A 2023 study by Oxford Economics estimated that small and medium-sized enterprises in the United Kingdom who posted on TikTok to advertise their and grow their businesses added £1.6 billion to the UK's gross domestic product in 2022 as a result of their TikTok activity.

In the United States, following up on a TikTok ban initiated by a previous administration, President Donald Trump paused the enforcement of the ban twice, granting a total extension of 180 days. The platform is set to be shut down unless it is acquired by a U.S.-based company within that period. As of the end of April, no final acquisition agreements have been announced, although several major firms—including Oracle, eBay, and Amazon—have reportedly submitted bids. If the ban becomes permanent, California is projected to be the most affected state due to its high concentration of TikTok influencers, potential loss in income tax revenue, and broader implications for employment in the digital creator economy.

===Consumer behavior===
A 2021 study by Adweek and Morning Consult found that 49 percent of TikTok users bought goods or services after seeing them being discussed or promoted on the platform.

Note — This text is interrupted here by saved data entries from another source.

//! Canonical logging macros
//!
//! Every tracked operation logs exactly one start and one end (or
//! end_error) event, tagged with the emitting module as `component`.

/// Log the start of an operation
///
/// # Example
///
/// ```
/// # use fieldtrail_core::log_op_start;
/// log_op_start!("emit_changes");
/// log_op_start!("emit_changes", entity_kind = "user");
/// ```
#[macro_export]
macro_rules! log_op_start {
    ($op:expr) => {
        tracing::info!(
            component = module_path!(),
            op = $op,
            event = $crate::types::schema::EVENT_START,
        );
    };
    ($op:expr, $($field:tt)*) => {
        tracing::info!(
            component = module_path!(),
            op = $op,
            event = $crate::types::schema::EVENT_START,
            $($field)*
        );
    };
}

/// Log the successful end of an operation
///
/// # Example
///
/// ```
/// # use fieldtrail_core::log_op_end;
/// log_op_end!("emit_changes", duration_ms = 3);
/// log_op_end!("emit_changes", duration_ms = 3, events_emitted = 2);
/// ```
#[macro_export]
macro_rules! log_op_end {
    ($op:expr, duration_ms = $duration:expr) => {
        tracing::info!(
            component = module_path!(),
            op = $op,
            event = $crate::types::schema::EVENT_END,
            duration_ms = $duration,
        );
    };
    ($op:expr, duration_ms = $duration:expr, $($field:tt)*) => {
        tracing::info!(
            component = module_path!(),
            op = $op,
            event = $crate::types::schema::EVENT_END,
            duration_ms = $duration,
            $($field)*
        );
    };
}

/// Log an operation error with its stable kind and code
///
/// Accepts anything convertible into `ExError`.
///
/// # Example
///
/// ```
/// # use fieldtrail_core::{log_op_error, errors::FieldTrailError};
/// let err = FieldTrailError::UnknownEntityKind { entity_kind: "group".to_string() };
/// log_op_error!("emit_changes", err, duration_ms = 1);
/// ```
#[macro_export]
macro_rules! log_op_error {
    ($op:expr, $err:expr, duration_ms = $duration:expr) => {{
        let ex_err: $crate::errors::ExError = $err.into();
        tracing::error!(
            component = module_path!(),
            op = $op,
            event = $crate::types::schema::EVENT_END_ERROR,
            duration_ms = $duration,
            err.kind = ?ex_err.kind(),
            err.code = ex_err.code(),
        );
    }};
    ($op:expr, $err:expr, duration_ms = $duration:expr, $($field:tt)*) => {{
        let ex_err: $crate::errors::ExError = $err.into();
        tracing::error!(
            component = module_path!(),
            op = $op,
            event = $crate::types::schema::EVENT_END_ERROR,
            duration_ms = $duration,
            err.kind = ?ex_err.kind(),
            err.code = ex_err.code(),
            $($field)*
        );
    }};
}
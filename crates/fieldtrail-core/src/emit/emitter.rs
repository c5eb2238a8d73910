use chrono::Utc;
use serde_json::Value;
use std::sync::Arc;

use fieldtrail_core_types::schema::SETTING_CHANGED_EVENT_NAME;
use fieldtrail_core_types::ActorId;

use crate::diff::{ChangeValues, FieldChange};
use crate::emit::event::SettingChangedEvent;
use crate::emit::sink::EventSink;
use crate::errors::{FieldTrailError, Result};
use crate::model::FieldValue;
use crate::serializer::SerializerRegistry;

/// Longest text value carried in an event before it is truncated
pub const DEFAULT_MAX_VALUE_LENGTH: usize = 12_500;

const OLD_VALUE: &str = "old_value";
const NEW_VALUE: &str = "new_value";

/// Cut an over-long string value to `max` characters.
fn truncate(value: Value, max: Option<usize>) -> (Value, bool) {
    match (value, max) {
        (Value::String(text), Some(max)) if text.chars().count() > max => {
            (Value::String(text.chars().take(max).collect()), true)
        }
        (value, _) => (value, false),
    }
}

/// Turns field changes into setting-changed events and publishes them
pub struct EventEmitter {
    registry: Arc<SerializerRegistry>,
    sink: Arc<dyn EventSink>,
    max_value_length: Option<usize>,
}

impl EventEmitter {
    pub fn new(registry: Arc<SerializerRegistry>, sink: Arc<dyn EventSink>) -> Self {
        Self {
            registry,
            sink,
            max_value_length: Some(DEFAULT_MAX_VALUE_LENGTH),
        }
    }

    /// Set the truncation limit; `None` disables truncation
    pub fn with_max_value_length(mut self, max: Option<usize>) -> Self {
        self.max_value_length = max;
        self
    }

    pub fn max_value_length(&self) -> Option<usize> {
        self.max_value_length
    }

    pub fn registry(&self) -> &SerializerRegistry {
        &self.registry
    }

    fn serialize_side(
        &self,
        entity_kind: &str,
        change: &FieldChange,
        value: &FieldValue,
    ) -> Result<Value> {
        self.registry
            .serialize(&change.kind, value)
            .map_err(|err| match err {
                FieldTrailError::UnregisteredFieldKind { field_kind, .. } => {
                    FieldTrailError::UnregisteredFieldKind {
                        entity_kind: entity_kind.to_string(),
                        field: change.field.clone(),
                        field_kind,
                    }
                }
                FieldTrailError::Serialization { reason, .. } => FieldTrailError::Serialization {
                    field: format!("{}.{}", entity_kind, change.field),
                    reason,
                },
                other => other,
            })
    }

    /// Build one event per change without publishing anything
    ///
    /// # Errors
    ///
    /// Returns the first serialization error; no partial output is produced.
    pub fn build_events(
        &self,
        entity_kind: &str,
        table: &str,
        actor: &ActorId,
        changes: &[FieldChange],
    ) -> Result<Vec<SettingChangedEvent>> {
        let timestamp = Utc::now();
        let mut events = Vec::with_capacity(changes.len());

        for change in changes {
            let (old_value, new_value) = match &change.values {
                ChangeValues::Redacted(_) => (Value::Null, Value::Null),
                ChangeValues::Plain { old, new } => (
                    self.serialize_side(entity_kind, change, old)?,
                    self.serialize_side(entity_kind, change, new)?,
                ),
            };

            let (old_value, old_cut) = truncate(old_value, self.max_value_length);
            let (new_value, new_cut) = truncate(new_value, self.max_value_length);
            let truncated = [(OLD_VALUE, old_cut), (NEW_VALUE, new_cut)]
                .into_iter()
                .filter(|(_, cut)| *cut)
                .map(|(side, _)| side.to_string())
                .collect();

            events.push(SettingChangedEvent {
                event_name: SETTING_CHANGED_EVENT_NAME.to_string(),
                table: table.to_string(),
                setting: change.field.clone(),
                old_value,
                new_value,
                truncated,
                user_id: actor.clone(),
                timestamp,
            });
        }

        Ok(events)
    }

    /// Serialize every change, then publish the events in order
    ///
    /// An empty `changes` slice publishes nothing and never touches the sink.
    ///
    /// # Errors
    ///
    /// - serialization errors, before anything is published
    /// - `SinkFailed` with the sink's own error; events after the failing one
    ///   are not published
    pub fn emit_all(
        &self,
        entity_kind: &str,
        table: &str,
        actor: &ActorId,
        changes: &[FieldChange],
    ) -> Result<Vec<SettingChangedEvent>> {
        if changes.is_empty() {
            return Ok(Vec::new());
        }

        let events = self.build_events(entity_kind, table, actor, changes)?;
        for event in &events {
            self.sink.publish(event).map_err(FieldTrailError::SinkFailed)?;
            tracing::debug!(
                entity_kind = %entity_kind,
                table = %table,
                setting = %event.setting,
                "setting change published"
            );
        }
        Ok(events)
    }
}

impl std::fmt::Debug for EventEmitter {
    fn fmt(&self, f: &mut std::fmt::Formatter<'_>) -> std::fmt::Result {
        f.debug_struct("EventEmitter")
            .field("registry", &self.registry)
            .field("max_value_length", &self.max_value_length)
            .finish_non_exhaustive()
    }
}
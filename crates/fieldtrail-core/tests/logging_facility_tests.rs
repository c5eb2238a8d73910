#![allow(clippy::unwrap_used, clippy::expect_used)]

mod common;

use common::{actor, new_tracker, User};
use fieldtrail_core::errors::FieldTrailError;
use fieldtrail_core::logging_facility::test_capture::init_test_capture;
use fieldtrail_core::types::schema::{EVENT_END, EVENT_END_ERROR, EVENT_START};
use fieldtrail_core::{log_op_end, log_op_error, log_op_start};

#[test]
fn test_log_op_start_macro() {
    let capture = init_test_capture();
    let op_name = "test_log_op_start_unique_1";

    log_op_start!(op_name);

    assert_eq!(capture.events_for(op_name, EVENT_START).len(), 1);
}

#[test]
fn test_log_op_end_records_duration() {
    let capture = init_test_capture();
    let op_name = "test_log_op_end_unique_2";

    log_op_end!(op_name, duration_ms = 42);

    let end_events = capture.events_for(op_name, EVENT_END);
    assert_eq!(end_events.len(), 1);
    assert_eq!(end_events[0].field("duration_ms"), Some("42"));
}

#[test]
fn test_log_op_error_includes_code() {
    let capture = init_test_capture();
    let op_name = "test_log_op_error_unique_3";

    let err = FieldTrailError::UnknownEntityKind {
        entity_kind: "group".to_string(),
    };
    log_op_error!(op_name, err, duration_ms = 10);

    let error_events = capture.events_for(op_name, EVENT_END_ERROR);
    assert_eq!(error_events.len(), 1);
    assert_eq!(error_events[0].field("err.code"), Some("ERR_UNKNOWN_ENTITY_KIND"));
    assert_eq!(error_events[0].field("err.kind"), Some("UnknownEntityKind"));
}

#[test]
fn test_commit_logs_one_start_and_one_end() {
    let capture = init_test_capture();
    let (tracker, _sink) = new_tracker();
    let mut user = User::new(9001, "logged");

    let guard = tracker.before_mutation(&user).unwrap();
    user.email = "x@y.z".to_string();
    user.is_staff = true;
    guard.after_commit(&user, &actor()).unwrap();

    let for_user = |event: &str| {
        capture
            .events_for("emit_changes", event)
            .into_iter()
            .filter(|e| e.field("entity_id") == Some("9001"))
            .collect::<Vec<_>>()
    };
    assert_eq!(for_user(EVENT_START).len(), 1);
    let ends = for_user(EVENT_END);
    assert_eq!(ends.len(), 1);
    assert_eq!(ends[0].field("events_emitted"), Some("2"));
    assert_eq!(ends[0].field("entity_kind"), Some("user"));
    assert!(ends[0].field("duration_ms").is_some());
    assert!(for_user(EVENT_END_ERROR).is_empty());
}

#[test]
fn test_failed_commit_logs_error_with_code() {
    let capture = init_test_capture();
    let (tracker, _sink) = new_tracker();
    let user = User::new(9002, "mismatch");
    let other = User::new(9003, "other");

    let guard = tracker.before_mutation(&user).unwrap();
    assert!(guard.after_commit(&other, &actor()).is_err());

    let errors: Vec<_> = capture
        .events_for("emit_changes", EVENT_END_ERROR)
        .into_iter()
        .filter(|e| e.field("entity_id") == Some("9002"))
        .collect();
    assert_eq!(errors.len(), 1);
    assert_eq!(errors[0].field("err.code"), Some("ERR_MUTATION_FAILED"));
}

#[test]
fn test_redacted_values_never_logged() {
    let capture = init_test_capture();
    let (tracker, _sink) = new_tracker();
    let mut user = User::new(9004, "secret");

    let guard = tracker.before_mutation(&user).unwrap();
    user.password = "hunter2-logged".to_string();
    guard.after_commit(&user, &actor()).unwrap();

    let leaked = capture.count_events(|e| e.fields.values().any(|v| v.contains("hunter2-logged")));
    assert_eq!(leaked, 0);
}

In 2023, the European Journal of Business and Management Research published a study that found that TikTok users were much more likely to trust products shown in TikTok videos that had high-quality videos, rather than products shown on the platform that were more useful or had lower prices.

When products go viral on TikTok, the impact on sales can be significant. Stanley tumblers saw their revenue jump from $73 million in 2019 to $750 million in 2023 after going viral on the platform. Feta cheese sales soared by 200% in 2021 after the baked feta pasta recipe took off. CeraVe's sales increased by over 60% in 2020 as TikTok users turned to the brand during lockdown. Other items, like Cat Crack catnip and Isle of Paradise tanning spray, sold out within days after viral posts.

In 2023, TikTok rolled out a shopping feature called TikTok Shop, making it easy for users to buy products directly from a range of sellers. This feature lets businesses sell products directly on the platform, using tools like shoppable ads, product showcases, and creator partnerships to boost sales and connect with their audience in a more native way. Some fashion and beauty brands have even started thinking about how a product could be featured on TikTok before they finish developing it.